The coronavirus pandemic is decimating the American tourism industry

As COVID-19 cases in the United States continue to surge, it’s clear that it will be a while before Americans can flatten the curve. With no definite idea of when it will be safe to travel to the U.S. yet, the American tourism industry is officially in a depression, according to the U.S. Travel Association.

Quartz reports that foreign visitors’ spending declined by 77% in April 2020 compared to April 2019, and experts don’t feel confident May or June will see an improvement. The U.S. Travel Association predicts that international spending in 2020 will fall 75%—from $155 billion to $39 billion. 

The public perception of how the U.S. is handling the pandemic indicates that foreign travel won’t increase anytime soon. In June, the BBC reported that European Union ambassadors banned most American visitors from entering the E.U., which would dissuade Europeans from traveling to the U.S., too. 

On June 23, Brand USA released a COVID-19 international market update that said there’s a substantial worldwide dip in intent to visit the U.S. in 2020, with the sharpest decline coming from China.
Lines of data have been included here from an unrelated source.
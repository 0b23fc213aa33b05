//! `bomcost fam` command - Component family management

use clap::Subcommand;
use console::style;
use miette::{IntoDiagnostic, Result};
use std::collections::HashMap;

use crate::cli::commands::{cat::resolve_category, uom::resolve_uom};
use crate::cli::helpers::{format_short_id, open_session, output_format, print_structured};
use crate::cli::table::{CellValue, ColumnDef, TableFormatter, TableRow};
use crate::cli::{GlobalOpts, OutputFormat};
use crate::core::entity::Entity;
use crate::core::identity::EntityId;
use crate::core::store::Store;
use crate::entities::ComponentFamily;

#[derive(Subcommand, Debug)]
pub enum FamCommands {
    /// Create a new component family
    New(NewArgs),

    /// List component families
    List,
}

#[derive(clap::Args, Debug)]
pub struct NewArgs {
    /// Family name (unique)
    pub name: String,

    /// Unit of measure (ID or name)
    #[arg(long, short = 'u')]
    pub uom: Option<String>,

    /// Category (ID or name)
    #[arg(long, short = 'c')]
    pub category: Option<String>,
}

const FAM_COLUMNS: &[ColumnDef] = &[
    ColumnDef::new("id", "ID", 17),
    ColumnDef::new("name", "NAME", 24),
    ColumnDef::new("uom", "UOM", 8),
    ColumnDef::new("category", "CATEGORY", 30),
    ColumnDef::new("parts", "PARTS", 6),
];

pub fn run(cmd: FamCommands, global: &GlobalOpts) -> Result<()> {
    match cmd {
        FamCommands::New(args) => run_new(args, global),
        FamCommands::List => run_list(global),
    }
}

fn run_new(args: NewArgs, global: &GlobalOpts) -> Result<()> {
    let mut session = open_session(global)?;

    let mut family = ComponentFamily::new(args.name);
    if let Some(uom) = &args.uom {
        family = family.with_uom(resolve_uom(&session.catalog, uom)?.id);
    }
    if let Some(category) = &args.category {
        family = family.with_category(resolve_category(&session.catalog, category)?.id);
    }
    let family = session.catalog.create_family(family)?;

    match output_format(global, &session.config, OutputFormat::Tsv) {
        OutputFormat::Id => println!("{}", family.id),
        format @ (OutputFormat::Json | OutputFormat::Yaml) => print_structured(&family, format)?,
        _ if global.quiet => {}
        _ => println!(
            "{} Created family {} ({})",
            style("✓").green(),
            style(family.label()).yellow(),
            style(format_short_id(&family.id)).cyan()
        ),
    }
    Ok(())
}

fn run_list(global: &GlobalOpts) -> Result<()> {
    let session = open_session(global)?;
    let store = session.catalog.store();

    let mut families = store.families().into_diagnostic()?;
    families.sort_by(|a, b| a.name.cmp(&b.name));

    let format = output_format(global, &session.config, OutputFormat::Tsv);
    if matches!(format, OutputFormat::Json | OutputFormat::Yaml) {
        return print_structured(&families, format);
    }

    let mut part_counts: HashMap<EntityId, usize> = HashMap::new();
    for node in store.nomenclatures().into_diagnostic()? {
        *part_counts.entry(node.family).or_default() += 1;
    }

    let mut rows = Vec::with_capacity(families.len());
    for family in families {
        let uom = match &family.uom {
            Some(id) => store.uom(id).into_diagnostic()?.map(|u| u.name),
            None => None,
        };
        let category = match &family.category {
            Some(id) => store
                .category(id)
                .into_diagnostic()?
                .map(|c| session.catalog.category_path(&c)),
            None => None,
        };
        let parts = part_counts.get(&family.id).copied().unwrap_or(0);

        rows.push(
            TableRow::for_entity(&family)
                .cell("name", CellValue::Text(family.name))
                .cell("uom", CellValue::opt_text(uom.as_deref()))
                .cell("category", CellValue::opt_text(category.as_deref()))
                .cell("parts", CellValue::Count(parts)),
        );
    }

    TableFormatter::new(FAM_COLUMNS, "family")
        .with_summary(!global.quiet)
        .output(&rows, format);
    Ok(())
}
The report found that the U.S. will continue to lose market share because the overall dip in intent to travel to the U.S. is more substantial than to other countries. 

International spending isn’t the only factor that economists expect will take a hit. Not only do foreigners want to avoid the U.S., but Americans are also wary of going on vacation within the country. The U.S. Travel Association expects domestic traveling to fall 40%, from $972 billion to $583 billion. That will lead to a drop in total travel spending by 45% by the end of 2020. 

Because of the sharp decline in spending from foreigners and domestic travelers alike, the U.S. Travel Association says that while the U.S. economy is in a recession, the American tourism industry is actually in a depression. The travel industry unemployment is 51%, twice the unemployment of the worst year of the Great Depression and nine times worse than the year following Sept. 11. More than 8 million people in the tourism workforce have lost their job, representing 38% of all job losses through April. 

The tourism industry has seen minor improvements since April. A June 25 report shows the industry grew by 5% to $10.6 billion. 

“The travel economy measured 55% below last year’s levels for the week ending June 20th, registering a $13.2 billion loss when compared to the same week a year ago,” the report said. “Since the beginning of March, the COVID-19 pandemic has resulted in over $250 billion in losses for the U.S. travel economy.” 

Although the number of states with year-over-year losses of less than 50% grew to 22, the report found that the District of Columbia, Hawaii, and Massachusetts continue to suffer declines exceeding 70%. 

The tourism workforce will probably have to hang tight awhile longer. Brand USA doesn’t expect a return to international inbound travel until the spring of 2021.